A Little Red Dot at $\mathbf{z=7.3}$ within a Large Galaxy Overdensity
Jan-Torge Schindler, Joseph F. Hennawi, Frederick B. Davies, Sarah E. I. Bosman, Ryan Endsley, Feige Wang, Jinyi Yang, Aaron J. Barth, Anna-Christina Eilers, Xiaohui Fan, Koki Kakiichi, Michael Maseda, Elia Pizzati, Riccardo Nanni
公開日: 2024/11/18
Abstract
The nature of "Little Red Dots" and their relation to other forms of accreting supermassive black holes remain an open question. Here we report the discovery of a Little Red Dot at $z=7.3$. It is attenuated by moderate amounts of dust, $A_V = {2.79}\,\textrm{mag}$, with an intrinsic bolometric luminosity of $10^{46.6}\,\textrm{erg}\,\textrm{s}^{-1}$ and a SMBH mass of $5\times10^8\,\textrm{M}_\odot$. Most notably, this object is embedded in an overdensity of eight nearby galaxies, allowing us to calculate a spectroscopic estimate of the clustering of galaxies around Little Red Dots.

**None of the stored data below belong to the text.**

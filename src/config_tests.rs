use super::*;

fn write_file(path: &Path, contents: &str) {
    if let Some(parent) = path.parent() {
        fs::create_dir_all(parent).expect("create parent directory");
    }
    fs::write(path, contents.as_bytes()).expect("write file");
}

/// Layer with a patch dir, oracle, binary, and one failing test on disk.
fn runnable_layer(root: &Path) -> ConfigLayer {
    write_file(&root.join("patches/1.patch"), "");
    write_file(&root.join("oracle.sh"), "#!/bin/sh\nexit 0\n");
    write_file(&root.join("bin/prog"), "");
    fs::create_dir_all(root.join("src")).expect("create src");
    ConfigLayer {
        binary: Some(root.join("bin/prog")),
        patch_dir: Some(root.join("patches")),
        test_oracle: Some(root.join("oracle.sh")),
        test_ids: Some(vec!["1".to_string()]),
        output_dir: Some(root.join("out")),
        ..ConfigLayer::default()
    }
}

#[test]
fn parses_keys_comments_and_json_lists() {
    let layer = parse_config_text(
        "# repair task\n\
         binary:/tmp/prog\n\
         test_id_list:[\"1\", 2]\n\
         patch_limit: 50\n\
         exec_mode:1\n\
         partition:true\n\
         patch_command:git apply PATCH_FILE\n\
         \n",
    )
    .expect("parse config");
    assert_eq!(layer.binary, Some(PathBuf::from("/tmp/prog")));
    assert_eq!(layer.test_ids, Some(vec!["1".to_string(), "2".to_string()]));
    assert_eq!(layer.limit, Some(50));
    assert_eq!(layer.exec_mode.as_deref(), Some("1"));
    assert_eq!(layer.partition, Some(true));
    assert_eq!(layer.patch_command.as_deref(), Some("git apply PATCH_FILE"));
}

#[test]
fn values_may_contain_colons() {
    let layer = parse_config_text("reset_command:git checkout HEAD:src\n").expect("parse");
    assert_eq!(layer.reset_command.as_deref(), Some("git checkout HEAD:src"));
}

#[test]
fn unknown_keys_and_bad_values_are_rejected() {
    let err = parse_config_text("binray:/tmp/prog\n").expect_err("unknown key");
    assert!(err.to_string().contains("unknown key"));
    assert!(parse_config_text("test_timeout:soon\n").is_err());
    assert!(parse_config_text("partition:maybe\n").is_err());
    assert!(parse_config_text("no separator here\n").is_err());
}

#[test]
fn later_layers_win() {
    let meta = ConfigLayer::from_metadata(Metadata {
        binary_path: Some(PathBuf::from("/meta/bin")),
        test_oracle: Some(PathBuf::from("/meta/oracle")),
        failing_test: vec!["m1".to_string()],
        ..Metadata::default()
    });
    let file = parse_config_text("binary:/conf/bin\ntag:nightly\n").expect("parse");
    let cli = ConfigLayer {
        tag: Some("cli".to_string()),
        ..ConfigLayer::default()
    };
    let merged = meta.overlay(file).overlay(cli);
    assert_eq!(merged.binary, Some(PathBuf::from("/conf/bin")));
    assert_eq!(merged.test_oracle, Some(PathBuf::from("/meta/oracle")));
    assert_eq!(merged.test_ids, Some(vec!["m1".to_string()]));
    assert_eq!(merged.tag.as_deref(), Some("cli"));
}

#[test]
fn metadata_json_is_loaded() {
    let dir = tempfile::tempdir().expect("tempdir");
    let path = dir.path().join("meta.json");
    write_file(
        &path,
        r#"{"binary_path": "/x/prog", "failing_test": ["3", "4"], "extra": 1}"#,
    );
    let layer = load_metadata(&path).expect("load metadata");
    assert_eq!(layer.binary, Some(PathBuf::from("/x/prog")));
    assert_eq!(layer.test_ids, Some(vec!["3".to_string(), "4".to_string()]));
}

#[test]
fn exec_mode_accepts_names_and_indices() {
    assert_eq!("0".parse::<ExecMode>().expect("parse"), ExecMode::Sequential);
    assert_eq!(
        "semi-parallel".parse::<ExecMode>().expect("parse"),
        ExecMode::SemiParallel
    );
    assert_eq!("2".parse::<ExecMode>().expect("parse"), ExecMode::Parallel);
    assert!("3".parse::<ExecMode>().is_err());
    assert_eq!(ExecMode::Sequential.worker_count(8), 1);
    assert_eq!(ExecMode::SemiParallel.worker_count(8), 4);
    assert_eq!(ExecMode::SemiParallel.worker_count(1), 1);
    assert_eq!(ExecMode::Parallel.worker_count(8), 8);
}

#[test]
fn patch_mode_rejects_unknown_values() {
    assert_eq!("compile".parse::<PatchMode>().expect("parse"), PatchMode::Compile);
    let err = "emulate".parse::<PatchMode>().expect_err("invalid mode");
    assert!(err.to_string().contains("patch_mode"));
}

#[test]
fn resolve_applies_defaults() {
    let dir = tempfile::tempdir().expect("tempdir");
    let config = Config::resolve(runnable_layer(dir.path())).expect("resolve");
    assert_eq!(config.patch_mode, PatchMode::Gdb);
    assert_eq!(config.exec_mode, ExecMode::Parallel);
    assert_eq!(config.test_timeout, Duration::from_secs(DEFAULT_TEST_TIMEOUT_SECS));
    assert_eq!(config.budget, None);
    assert!(!config.partition);
    assert!(config.output_dir.is_dir());
    assert!(config.patch_location.is_absolute());
}

#[test]
fn resolve_requires_test_ids() {
    let dir = tempfile::tempdir().expect("tempdir");
    let layer = ConfigLayer {
        test_ids: Some(Vec::new()),
        ..runnable_layer(dir.path())
    };
    let err = Config::resolve(layer).expect_err("missing tests");
    assert!(err.to_string().contains("test_id_list"));
}

#[test]
fn resolve_rejects_missing_paths() {
    let dir = tempfile::tempdir().expect("tempdir");
    let layer = ConfigLayer {
        binary: Some(dir.path().join("nope")),
        ..runnable_layer(dir.path())
    };
    let err = Config::resolve(layer).expect_err("missing binary");
    assert!(err.to_string().contains("binary"));
}

#[test]
fn compile_mode_requires_source_dir() {
    let dir = tempfile::tempdir().expect("tempdir");
    let layer = ConfigLayer {
        patch_mode: Some("compile".to_string()),
        ..runnable_layer(dir.path())
    };
    let err = Config::resolve(layer).expect_err("no source dir");
    assert!(err.to_string().contains("source_dir"));

    let layer = ConfigLayer {
        patch_mode: Some("compile".to_string()),
        source_dir: Some(dir.path().join("src")),
        ..runnable_layer(dir.path())
    };
    let config = Config::resolve(layer).expect("resolve compile");
    assert!(config.can_recompile());
}

#[test]
fn zero_timeout_means_no_budget() {
    let dir = tempfile::tempdir().expect("tempdir");
    let layer = ConfigLayer {
        timeout_minutes: Some(0),
        ..runnable_layer(dir.path())
    };
    assert_eq!(Config::resolve(layer).expect("resolve").budget, None);
    let layer = ConfigLayer {
        timeout_minutes: Some(2),
        ..runnable_layer(dir.path())
    };
    assert_eq!(
        Config::resolve(layer).expect("resolve").budget,
        Some(Duration::from_secs(120))
    );
}
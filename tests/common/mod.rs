//! Shared test infrastructure for integration tests.
#![allow(dead_code)]

use std::fs;
use std::path::{Path, PathBuf};
use std::process::{Command, Output};
use tempfile::TempDir;

pub fn find_in_path(name: &str) -> Option<PathBuf> {
    let path_var = std::env::var_os("PATH")?;
    for dir in std::env::split_paths(&path_var) {
        let candidate = dir.join(name);
        if candidate.is_file() {
            return Some(candidate);
        }
    }
    None
}

/// Scratch repair task: a source tree, a patch directory, helper scripts, and
/// an output directory, all below one temp dir.
pub struct Task {
    pub dir: TempDir,
    conf: Vec<String>,
}

impl Task {
    pub fn new() -> Self {
        let dir = tempfile::tempdir().expect("create temp dir");
        for sub in ["src", "patches", "out"] {
            fs::create_dir_all(dir.path().join(sub)).expect("create task dir");
        }
        fs::write(
            dir.path().join("src/f.c"),
            "int f(int x) {\n  int y = x;\n  y = y + 1;\n  return y;\n}\n",
        )
        .expect("write source");
        let mut task = Self {
            dir,
            conf: Vec::new(),
        };
        let root = task.path().to_path_buf();
        task.set("source_dir", &root.join("src").display().to_string());
        task.set("patch_dir", &root.join("patches").display().to_string());
        task.set("output_dir", &root.join("out").display().to_string());
        task.set("test_id_list", "[\"1\"]");
        task
    }

    pub fn path(&self) -> &Path {
        self.dir.path()
    }

    pub fn set(&mut self, key: &str, value: &str) {
        self.conf.push(format!("{key}:{value}"));
    }

    /// Write a `sh` script below the task and return its path.
    pub fn script(&self, name: &str, body: &str) -> PathBuf {
        let path = self.path().join(name);
        fs::write(&path, format!("#!/bin/sh\n{body}\n")).expect("write script");
        path
    }

    /// Register a script under a config key.
    pub fn set_script(&mut self, key: &str, name: &str, body: &str) -> PathBuf {
        let path = self.script(name, body);
        self.set(key, &path.display().to_string());
        path
    }

    pub fn patch(&self, name: &str, body: &str) -> PathBuf {
        let path = self.path().join("patches").join(name);
        if let Some(parent) = path.parent() {
            fs::create_dir_all(parent).expect("create patch dir");
        }
        fs::write(&path, body).expect("write patch");
        path
    }

    pub fn run(&self, extra: &[&str]) -> Output {
        let conf = self.path().join("repair.conf");
        fs::write(&conf, self.conf.join("\n")).expect("write conf");
        Command::new(env!("CARGO_BIN_EXE_valkyrie"))
            .arg("run")
            .arg("--conf")
            .arg(&conf)
            .args(extra)
            .env("RUST_LOG", "warn")
            .output()
            .expect("run valkyrie")
    }

    pub fn out(&self) -> PathBuf {
        self.path().join("out")
    }

    /// `result.json` rows as `(patch_id, label)`.
    pub fn results(&self) -> Vec<(String, String)> {
        let text = fs::read_to_string(self.out().join("result.json")).expect("read result.json");
        serde_json::from_str(&text).expect("parse result.json")
    }

    pub fn summary(&self) -> serde_json::Value {
        let text =
            fs::read_to_string(self.out().join("run-summary.json")).expect("read run summary");
        serde_json::from_str(&text).expect("parse run summary")
    }
}
//! Distance metrics between a patched run and the original program.
use super::coverage::CoverageMap;
use std::collections::BTreeSet;

/// Character-level Levenshtein distance.
pub fn levenshtein(left: &str, right: &str) -> usize {
    if left == right {
        return 0;
    }
    let right: Vec<char> = right.chars().collect();
    let mut previous: Vec<usize> = (0..=right.len()).collect();
    let mut current = vec![0; right.len() + 1];
    for (i, a) in left.chars().enumerate() {
        current[0] = i + 1;
        for (j, b) in right.iter().enumerate() {
            let cost = usize::from(a != *b);
            current[j + 1] = (current[j] + 1).min(previous[j + 1] + 1).min(previous[j] + cost);
        }
        std::mem::swap(&mut previous, &mut current);
    }
    previous[right.len()]
}

/// Length of the longest common subsequence.
pub fn lcs_len<T: PartialEq>(left: &[T], right: &[T]) -> usize {
    let mut previous = vec![0usize; right.len() + 1];
    let mut current = vec![0usize; right.len() + 1];
    for a in left {
        for (j, b) in right.iter().enumerate() {
            current[j + 1] = if a == b {
                previous[j] + 1
            } else {
                current[j].max(previous[j + 1])
            };
        }
        std::mem::swap(&mut previous, &mut current);
    }
    previous[right.len()]
}

/// `1 - LCS / max(len)`; two empty traces are identical.
pub fn trace_distance(patched: &[String], original: &[String]) -> f64 {
    let longest = patched.len().max(original.len());
    if longest == 0 {
        return 0.0;
    }
    1.0 - lcs_len(patched, original) as f64 / longest as f64
}

/// Sum of hit-count differences over the union of edges.
pub fn coverage_distance(patched: &CoverageMap, original: &CoverageMap) -> u64 {
    let edges: BTreeSet<&String> = patched.keys().chain(original.keys()).collect();
    edges
        .into_iter()
        .map(|edge| {
            let a = patched.get(edge).copied().unwrap_or(0);
            let b = original.get(edge).copied().unwrap_or(0);
            a.abs_diff(b)
        })
        .sum()
}

/// Arithmetic mean; zero for no samples.
pub fn mean(values: &[f64]) -> f64 {
    if values.is_empty() {
        0.0
    } else {
        values.iter().sum::<f64>() / values.len() as f64
    }
}

#[cfg(test)]
mod tests {
    use super::*;

    #[test]
    fn levenshtein_counts_edits() {
        assert_eq!(levenshtein("", "abc"), 3);
        assert_eq!(levenshtein("kitten", "sitting"), 3);
        assert_eq!(levenshtein("x=1", "x=1"), 0);
        assert_eq!(levenshtein("len-1", "len"), 2);
    }

    #[test]
    fn lcs_over_locations() {
        let a: Vec<String> = ["f.c:1", "f.c:2", "f.c:3", "f.c:5"].iter().map(|s| s.to_string()).collect();
        let b: Vec<String> = ["f.c:1", "f.c:3", "f.c:4", "f.c:5"].iter().map(|s| s.to_string()).collect();
        assert_eq!(lcs_len(&a, &b), 3);
        assert!((trace_distance(&a, &b) - 0.25).abs() < 1e-9);
        assert_eq!(trace_distance(&[], &[]), 0.0);
    }

    #[test]
    fn one_sided_edges_count_fully() {
        let patched: CoverageMap = [("a".to_string(), 3), ("b".to_string(), 1)].into_iter().collect();
        let original: CoverageMap = [("a".to_string(), 1), ("c".to_string(), 4)].into_iter().collect();
        assert_eq!(coverage_distance(&patched, &original), 2 + 1 + 4);
        assert_eq!(coverage_distance(&original, &original), 0);
    }

    #[test]
    fn mean_of_nothing_is_zero() {
        assert_eq!(mean(&[]), 0.0);
        assert_eq!(mean(&[1.0, 2.0, 6.0]), 3.0);
    }
}
//! Partitioning of the patch population by touched locations.
use crate::patch::{BreakPoint, Patch};
use crate::util::sha256_hex;
use serde::Serialize;
use std::collections::BTreeMap;
use std::fmt;

const MAX_ID_LEN: usize = 200;

/// Deterministic name for a set of breakpoints, usable as a directory name.
#[derive(Debug, Clone, PartialEq, Eq, PartialOrd, Ord, Hash, Serialize)]
pub struct PartitionId(String);

impl PartitionId {
    pub fn from_breakpoints<'a>(breakpoints: impl IntoIterator<Item = &'a BreakPoint>) -> Self {
        let mut points: Vec<&BreakPoint> = breakpoints.into_iter().collect();
        points.sort();
        points.dedup();
        let joined = points
            .iter()
            .map(|bp| bp.to_string().replace('/', "").replace(':', "_").to_lowercase())
            .collect::<Vec<_>>()
            .join("__");
        if joined.len() > MAX_ID_LEN {
            return Self(format!("h{}", &sha256_hex(joined.as_bytes())[..32]));
        }
        if joined.is_empty() {
            return Self("no-location".to_string());
        }
        Self(joined)
    }

    pub fn as_str(&self) -> &str {
        &self.0
    }
}

impl fmt::Display for PartitionId {
    fn fmt(&self, f: &mut fmt::Formatter<'_>) -> fmt::Result {
        f.write_str(&self.0)
    }
}

/// Attach partition ids and return the population grouped by partition.
pub fn assign_partitions(patches: &mut [Patch]) -> BTreeMap<PartitionId, Vec<String>> {
    let mut groups: BTreeMap<PartitionId, Vec<String>> = BTreeMap::new();
    for patch in patches.iter_mut() {
        let id = PartitionId::from_breakpoints(patch.breakpoints());
        groups.entry(id.clone()).or_default().push(patch.id.clone());
        patch.partition = Some(id);
    }
    tracing::info!(
        partitions = groups.len(),
        patches = patches.len(),
        "partitions assigned"
    );
    groups
}
//! Bounded worker pool with per-unit timeouts and a global budget.
//!
//! Each unit runs on a helper thread while its worker waits on a channel with
//! the task timeout. An expired unit has its [`CancelToken`] tripped, which
//! kills its subprocesses, and is reported as timed out; the worker moves on.
//! All threads are scoped, so the pool returns only after every helper has
//! finished draining.
use crate::exec::CancelToken;
use crossbeam_channel::{bounded, unbounded, RecvTimeoutError};
use serde::Serialize;
use std::panic::{catch_unwind, AssertUnwindSafe};
use std::sync::atomic::{AtomicBool, Ordering};
use std::thread::Scope;
use std::time::{Duration, Instant};

/// Set by SIGINT/SIGTERM; stops new submissions.
pub static SHUTDOWN: AtomicBool = AtomicBool::new(false);

extern "C" fn on_signal(_signal: libc::c_int) {
    SHUTDOWN.store(true, Ordering::SeqCst);
}

/// Route SIGINT and SIGTERM to [`SHUTDOWN`].
pub fn install_signal_handlers() {
    let handler = on_signal as extern "C" fn(libc::c_int) as libc::sighandler_t;
    // SAFETY: the handler only stores to an atomic, which is async-signal-safe.
    unsafe {
        libc::signal(libc::SIGINT, handler);
        libc::signal(libc::SIGTERM, handler);
    }
}

#[derive(Debug, Clone, PartialEq, Eq)]
pub enum TaskOutcome<T> {
    Completed(T),
    TimedOut,
    /// The unit panicked.
    Failed(String),
    /// Never started: budget exhausted or shutdown requested.
    Skipped,
}

#[derive(Debug, Clone, Copy)]
pub struct SchedulerOptions<'a> {
    pub workers: usize,
    pub task_timeout: Duration,
    pub budget: Option<Duration>,
    pub shutdown: &'a AtomicBool,
}

#[derive(Debug, Clone, Default, PartialEq, Eq, Serialize)]
pub struct SchedulerCounters {
    pub completed: usize,
    pub timed_out: usize,
    pub failed: usize,
    pub skipped: usize,
    pub budget_exhausted: bool,
    pub interrupted: bool,
}

#[derive(Debug)]
pub struct SchedulerReport<T> {
    /// One outcome per input item, in input order.
    pub outcomes: Vec<TaskOutcome<T>>,
    pub counters: SchedulerCounters,
}

enum StopReason {
    Budget,
    Shutdown,
}

fn stop_reason(options: &SchedulerOptions<'_>, start: Instant) -> Option<StopReason> {
    if options.shutdown.load(Ordering::SeqCst) {
        return Some(StopReason::Shutdown);
    }
    match options.budget {
        Some(budget) if start.elapsed() >= budget => Some(StopReason::Budget),
        _ => None,
    }
}

/// Run `work` over `items` on `options.workers` threads.
pub fn run_units<I, T, F>(items: &[I], options: SchedulerOptions<'_>, work: F) -> SchedulerReport<T>
where
    I: Sync,
    T: Send,
    F: Fn(&I, &CancelToken) -> T + Sync,
{
    let start = Instant::now();
    let workers = options.workers.max(1);
    let (task_tx, task_rx) = bounded::<usize>(workers);
    let (result_tx, result_rx) = unbounded::<(usize, TaskOutcome<T>)>();
    let work = &work;
    let mut counters = SchedulerCounters::default();

    std::thread::scope(|scope| {
        for _ in 0..workers {
            let task_rx = task_rx.clone();
            let result_tx = result_tx.clone();
            scope.spawn(move || {
                for index in task_rx.iter() {
                    if stop_reason(&options, start).is_some() {
                        continue;
                    }
                    let outcome = run_unit(scope, &items[index], options.task_timeout, work);
                    if result_tx.send((index, outcome)).is_err() {
                        break;
                    }
                }
            });
        }
        drop(task_rx);

        for index in 0..items.len() {
            match stop_reason(&options, start) {
                Some(StopReason::Budget) => {
                    tracing::warn!(submitted = index, total = items.len(), "time budget exhausted, no new patches start");
                    counters.budget_exhausted = true;
                    break;
                }
                Some(StopReason::Shutdown) => {
                    tracing::warn!(submitted = index, total = items.len(), "shutdown requested, no new patches start");
                    counters.interrupted = true;
                    break;
                }
                None => {}
            }
            if task_tx.send(index).is_err() {
                break;
            }
        }
        drop(task_tx);
    });
    drop(result_tx);

    let mut outcomes: Vec<TaskOutcome<T>> = (0..items.len()).map(|_| TaskOutcome::Skipped).collect();
    for (index, outcome) in result_rx.iter() {
        outcomes[index] = outcome;
    }
    for outcome in &outcomes {
        match outcome {
            TaskOutcome::Completed(_) => counters.completed += 1,
            TaskOutcome::TimedOut => counters.timed_out += 1,
            TaskOutcome::Failed(_) => counters.failed += 1,
            TaskOutcome::Skipped => counters.skipped += 1,
        }
    }
    SchedulerReport { outcomes, counters }
}

fn run_unit<'scope, 'env, I, T, F>(
    scope: &'scope Scope<'scope, 'env>,
    item: &'env I,
    timeout: Duration,
    work: &'env F,
) -> TaskOutcome<T>
where
    I: Sync,
    T: Send + 'scope,
    F: Fn(&I, &CancelToken) -> T + Sync,
{
    let cancel = CancelToken::new();
    let (tx, rx) = bounded(1);
    let helper_cancel = cancel.clone();
    scope.spawn(move || {
        let result = catch_unwind(AssertUnwindSafe(|| work(item, &helper_cancel)));
        let _ = tx.send(result);
    });
    match rx.recv_timeout(timeout) {
        Ok(Ok(value)) => TaskOutcome::Completed(value),
        Ok(Err(panic)) => {
            let message = panic
                .downcast_ref::<&str>()
                .map(|s| s.to_string())
                .or_else(|| panic.downcast_ref::<String>().cloned())
                .unwrap_or_else(|| "unit panicked".to_string());
            tracing::warn!(error = %message, "unit panicked");
            TaskOutcome::Failed(message)
        }
        Err(RecvTimeoutError::Timeout) => {
            cancel.cancel();
            tracing::warn!(timeout_s = timeout.as_secs(), "unit timed out, cancelling");
            TaskOutcome::TimedOut
        }
        Err(RecvTimeoutError::Disconnected) => TaskOutcome::Failed("unit exited without a result".to_string()),
    }
}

We find a Little Red Dot-galaxy cross-correlation length of $r_0\!=\!8\pm2\,\textrm{h}^{-1}\,\textrm{cMpc}$, comparable to that of $z\!\sim\!6$ UV-luminous quasars. The resulting estimate of their minimum dark matter halo mass of $\log_{10}(M_{\textrm{halo, min}}/\textrm{M}_{\odot})= 12.0_{-1.0}^{+0.8}$ indicates that nearly all halos above this mass must host actively accreting SMBHs at $z\approx7$, in strong contrast with the far smaller duty cycle of luminous quasars ($<1\%$). Our results, taken at face value, motivate a picture in which SMBHs in Little Red Dot phases could serve as the obscured precursors of UV-luminous quasars, which provides a natural explanation for the short UV-luminous lifetimes inferred from both quasar clustering and quasar proximity zones.